フォーラムの冒頭、主催団体の一つで英国のNGO(非政府組織)「ローカル・フューチャーズ」代表のヘレナ・ノーバーグ・ホッジさん(72)のメッセージが紹介され、環境と経済に大きな問題点があることが指摘された。

 スウェーデン生まれのホッジさんは、言語学者としてインドのラダック地方を訪れ、自給持続的な暮らしを営む人々の姿から、「心豊かに生きることを学んだ」という。1970年代半ばからラダックの伝統文化や環境を保全するプロジェクトに取り組み、著書「懐かしい未来 ラダックから学ぶ」は世界約40カ国で翻訳出版された。ドキュメンタリー映画「幸せの経済学」の監督を務め、ローカリゼーション運動の先頭に立っている。

 最初の登壇者は、英国のReconomy(レコノミー)プロジェクトの提唱者、ジェイ・トンプトさん(58)。レコノミーは造語で、ローカル経済の再生を目指した活動だ。米国出身のトンプトさんは、地域の力を生かしたまちづくりを目指す「トランジション」運動発祥の地、英南西部のトットネスに2011年に移り住んだ。住民によるワーキンググループの一つとして、同プロジェクトを始動した。

 まずは地域の経済状況について、食、エネルギー、住宅、医療健康の四つの分野について調べたところ、「ほとんどがロンドンか、海外資本のものを消費していた」。学校のカフェテリアの食材を地場産に切り替えるよう自治体に働きかけるなど行動を起こした。地元での起業を目指す人々のための拠点を設け、サポートする仕組みをつくった。

 「だれもが地域で生き生きと働けるようになれば、強いローカル経済が生まれる」と指摘した。
 「彼は確実に変化を起こしてくれる」。一方、メキシコから来日した生態学者、パトリシア・モゲルさん(62)は、新大統領のアンドレス・マヌエル・ロペスオブラドール氏への期待を口にした。同氏は、元メキシコ市長で、「国家再生運動」(Morena)の党首。選挙戦では、汚職や治安悪化への市民の不満などが得票に結びついた。
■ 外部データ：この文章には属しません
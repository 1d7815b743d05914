//! Forumwatch - forum post watcher with Telegram notifications
//!
//! Polls a forum page for its first discussion row, notifies an operator chat
//! when it changes, and exposes a JSON control API for the lifecycle.

pub mod api;
pub mod clock;
pub mod config;
pub mod controller;
pub mod detector;
pub mod error;
pub mod fetcher;
pub mod io;
pub mod notifier;
pub mod records;
pub mod schedule;
pub mod store;
pub mod telegram;

pub use config::{load_config, Config};
pub use controller::{Controller, ControllerSettings, RunState, WatchdogVerdict};
pub use error::{ForumWatchError, Result};

use std::net::SocketAddr;
use std::sync::Arc;

use tokio_util::sync::CancellationToken;

use crate::clock::{Clock, SystemClock};
use crate::fetcher::{ForumPageFetcher, PageFetcher};
use crate::io::{HttpClient, ReqwestHttpClient};
use crate::notifier::Notifier;
use crate::store::{JsonStore, RecordStore};
use crate::telegram::TelegramNotifier;

/// Builder for the forumwatch service.
///
/// The HTTP client and record store can be swapped out; anything left unset
/// is built from the configuration.
pub struct ForumWatchBuilder {
    config: Config,
    http: Option<Arc<dyn HttpClient>>,
    store: Option<Arc<dyn RecordStore>>,
    cancel: Option<CancellationToken>,
}

impl ForumWatchBuilder {
    pub fn new(config: Config) -> Self {
        Self {
            config,
            http: None,
            store: None,
            cancel: None,
        }
    }

    pub fn with_http_client(mut self, http: Arc<dyn HttpClient>) -> Self {
        self.http = Some(http);
        self
    }

    /// Use a pre-built record store. Seeding from the config is skipped.
    pub fn with_store(mut self, store: Arc<dyn RecordStore>) -> Self {
        self.store = Some(store);
        self
    }

    pub fn with_cancellation_token(mut self, cancel: CancellationToken) -> Self {
        self.cancel = Some(cancel);
        self
    }

    pub async fn build(self) -> Result<ForumWatch> {
        let clock: Arc<dyn Clock> = Arc::new(SystemClock);

        let http: Arc<dyn HttpClient> = match self.http {
            Some(http) => http,
            None => Arc::new(ReqwestHttpClient::new(
                self.config.monitor.fetch_timeout,
                &self.config.monitor.user_agent,
            )?),
        };

        let store: Arc<dyn RecordStore> = match self.store {
            Some(store) => store,
            None => {
                let store = match &self.config.store.path {
                    Some(path) => {
                        tracing::info!("Opening record store at {:?}", path);
                        JsonStore::open(path, self.config.store.history_size).await?
                    }
                    None => {
                        tracing::warn!(
                            "No store path configured, records will not survive a restart"
                        );
                        JsonStore::in_memory(self.config.store.history_size)
                    }
                };
                store.initialize(&self.config.seed, clock.now()).await?;
                Arc::new(store)
            }
        };

        let fetcher: Arc<dyn PageFetcher> = Arc::new(ForumPageFetcher::new(Arc::clone(&http)));
        let notifier: Arc<dyn Notifier> =
            Arc::new(TelegramNotifier::new(&self.config.telegram, http));
        let cancel = self.cancel.unwrap_or_default();

        let controller = Controller::new(
            store,
            fetcher,
            notifier,
            clock,
            ControllerSettings::from(&self.config.monitor),
            cancel.clone(),
        );

        Ok(ForumWatch {
            config: self.config,
            controller,
            cancel,
        })
    }
}

/// A fully wired service, ready to bind
pub struct ForumWatch {
    config: Config,
    controller: Controller,
    cancel: CancellationToken,
}

impl ForumWatch {
    pub fn controller(&self) -> &Controller {
        &self.controller
    }

    /// Bind the API listener without serving yet
    pub async fn bind(self) -> Result<BoundForumWatch> {
        let addr: SocketAddr = format!(
            "{}:{}",
            self.config.server.bind_address, self.config.server.port
        )
        .parse()
        .map_err(|e| {
            ForumWatchError::Config(format!(
                "Invalid bind address {}:{}: {}",
                self.config.server.bind_address, self.config.server.port, e
            ))
        })?;

        let listener = tokio::net::TcpListener::bind(addr).await?;
        let local_addr = listener.local_addr()?;
        tracing::info!("Bound forumwatch API bound_addr={}", local_addr);

        Ok(BoundForumWatch {
            listener,
            local_addr,
            resume_on_boot: self.config.monitor.resume_on_boot,
            controller: self.controller,
            cancel: self.cancel,
        })
    }

    /// Bind and serve until Ctrl-C or cancellation
    pub async fn start(self) -> Result<()> {
        self.bind().await?.run().await
    }
}

/// A service whose listener is bound
pub struct BoundForumWatch {
    listener: tokio::net::TcpListener,
    local_addr: SocketAddr,
    resume_on_boot: bool,
    controller: Controller,
    cancel: CancellationToken,
}

impl BoundForumWatch {
    pub fn listen_addr(&self) -> SocketAddr {
        self.local_addr
    }

    pub fn controller(&self) -> &Controller {
        &self.controller
    }

    /// Resume a previous run if needed, then serve the API until cancelled
    pub async fn run(self) -> Result<()> {
        let state = self.controller.resume(self.resume_on_boot).await?;
        tracing::info!("Forumwatch started, monitoring {:?}", state);

        let cancel_for_signal = self.cancel.clone();
        tokio::spawn(async move {
            match tokio::signal::ctrl_c().await {
                Ok(()) => {
                    tracing::info!("Shutdown signal received");
                    cancel_for_signal.cancel();
                }
                Err(e) => tracing::warn!("Failed to listen for ctrl-c: {}", e),
            }
        });

        let router = api::build_router(self.controller.clone());
        let cancel = self.cancel.clone();
        axum::serve(self.listener, router)
            .with_graceful_shutdown(async move {
                cancel.cancelled().await;
            })
            .await?;

        self.controller.shutdown().await;
        tracing::info!("Forumwatch stopped");
        Ok(())
    }
}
 「メキシコでも1980年代以降、新自由主義の波が押し寄せた。通信、鉱山、石油などの民営化が進み、貧富の差が増大した。市民主体の政治を取り戻したい」

 祖父と父が先住民族というモゲルさんは、貧困地域の先住民族らが設立した「トセパン協同組合」の人々と交流を重ねる。トセパンは「共に働き、話し合い、考える」の意。「先住民族が生活する場所は、生物多様性の豊かな地域。彼らは農薬を使わず、樹木との混植でコーヒー豆を栽培する森林農法を手がけている」

 トセパンには、22地域の計約3万5000世帯の組合員が加盟する。生態系を守ろうと鉱山開発に反対するリーダーが弾圧されるなど、先住民族は苦難の道を歩んできた。「私たちは、先住民族の知恵から学び、自然と共生する社会をつくっていかなければならない」と訴えた。